FDA finalizes refusal to give Texas execution drug shipment
Federal officials on Thursday finalized their refusal to allow Texas prison officials to receive a foreign shipment of a drug the state has used to execute death row inmates.
The refusal centers on a shipment of 1,000 vials of sodium thiopental detained by federal officials at Houston Bush Intercontinental Airport in July 2015. The drug was from an unidentified foreign drug supplier.

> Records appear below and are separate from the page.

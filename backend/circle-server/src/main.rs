use circle_config::Config;
use circle_db::{Database, DatabaseOptions};
use circle_server::{AppState, build_router, logger};

use std::error::Error;

use log::{error, info};
use tokio::net::TcpListener;

#[tokio::main]
async fn main() -> Result<(), Box<dyn Error>> {
    // .env is optional; real environment variables win
    dotenvy::dotenv().ok();

    // Load and validate configuration
    let config = Config::load()?;
    config.validate()?;

    // Ensure log directory exists before the logger opens the file
    let log_file_path = config.log_file_path()?;
    if let Some(parent) = log_file_path.as_deref().and_then(|path| path.parent()) {
        std::fs::create_dir_all(parent)?;
    }

    // Initialize logger (before any other logging)
    logger::initialize(config.logging.level, log_file_path, config.logging.colored)?;

    info!("Starting circle-server v{}", env!("CARGO_PKG_VERSION"));
    config.log_summary();

    // Open database and run migrations
    let mut options = DatabaseOptions::new(config.database_path()?);
    options.max_connections = config.database.max_connections;
    let pool = Database::open(&options).await?;

    // Build application state
    let app_state = AppState::from_config(pool.clone(), &config)?;

    // Build router
    let app = build_router(app_state);

    // Create TCP listener
    let bind_addr = config.bind_addr();
    let listener = TcpListener::bind(&bind_addr).await?;
    info!("Server listening on {}", listener.local_addr()?);

    // Start server with graceful shutdown
    info!("Server ready to accept connections");
    axum::serve(listener, app)
        .with_graceful_shutdown(shutdown_signal())
        .await?;

    pool.close().await;
    info!("Graceful shutdown complete");

    Ok(())
}

/// Resolves on SIGINT, or SIGTERM on unix
async fn shutdown_signal() {
    let ctrl_c = async {
        match tokio::signal::ctrl_c().await {
            Ok(()) => info!("Received SIGINT (Ctrl+C), initiating graceful shutdown"),
            Err(e) => error!("Failed to listen for SIGINT: {}", e),
        }
    };

    #[cfg(unix)]
    let terminate = async {
        match tokio::signal::unix::signal(tokio::signal::unix::SignalKind::terminate()) {
            Ok(mut signal) => {
                signal.recv().await;
                info!("Received SIGTERM, initiating graceful shutdown");
            }
            Err(e) => {
                error!("Failed to listen for SIGTERM: {}", e);
                std::future::pending::<()>().await;
            }
        }
    };

    #[cfg(not(unix))]
    let terminate = std::future::pending::<()>();

    tokio::select! {
        _ = ctrl_c => {},
        _ = terminate => {},
    }
}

In a document filed Thursday in federal court in Galveston, the U.S. Food and Drug Administration said it “has made a final decision, refusing admission of the detained drugs into the United States.” The decision is based on the FDA view “that the detained drugs appear to be unapproved new drugs and misbranded drugs. As such, the shipments must be exported or destroyed,” FDA spokeswoman Lyndsay Meyer said in a statement.
Federal officials have said the drug has no legal uses in the United States, but Texas Attorney General Ken Paxton’s office has sued for the drugs to be released.
Texas has carried out 542 lethal injections since 1982, including four this year, and has used the sedative pentobarbital for executions since 2012. The barbiturate sodium thiopental previously was part of a three-drug process Texas used for executions.
According to the lawsuit, the state’s use of the drug falls within a “law enforcement” exemption, is not for patient use and is labeled as not for patient use. The drug is solely used by law enforcement as part of enforcing lawfully imposed capital sentences through lethal injection, Paxton asserted. The lawsuit also pointed out the drug has been used for anesthetic purposes since before the Federal Food, Drug and Cosmetic Act was enacted in 1938.
The Texas Department of Criminal Justice, which operates the state prison system, is now considering its next move.
“It has taken almost two years for the Food and Drug Administration to reach a decision which we believe is flawed,” Jason Clark, a spokesman for the department, said in a statement. “TDCJ fully complied with the steps necessary to lawfully import the shipment. We are exploring all options to remedy the unjustified seizure.”
Corrections departments in death penalty states around the U.S. have had difficulties obtaining execution drugs since traditional drug manufacturers – many of them under pressure from capital punishment opponents – have barred sales of their products for lethal injection use. Texas prison officials have declined to provide any details about the state’s ordered drugs. A state law that took effect in September allows Texas to withhold the identity of its lethal injection drug provider.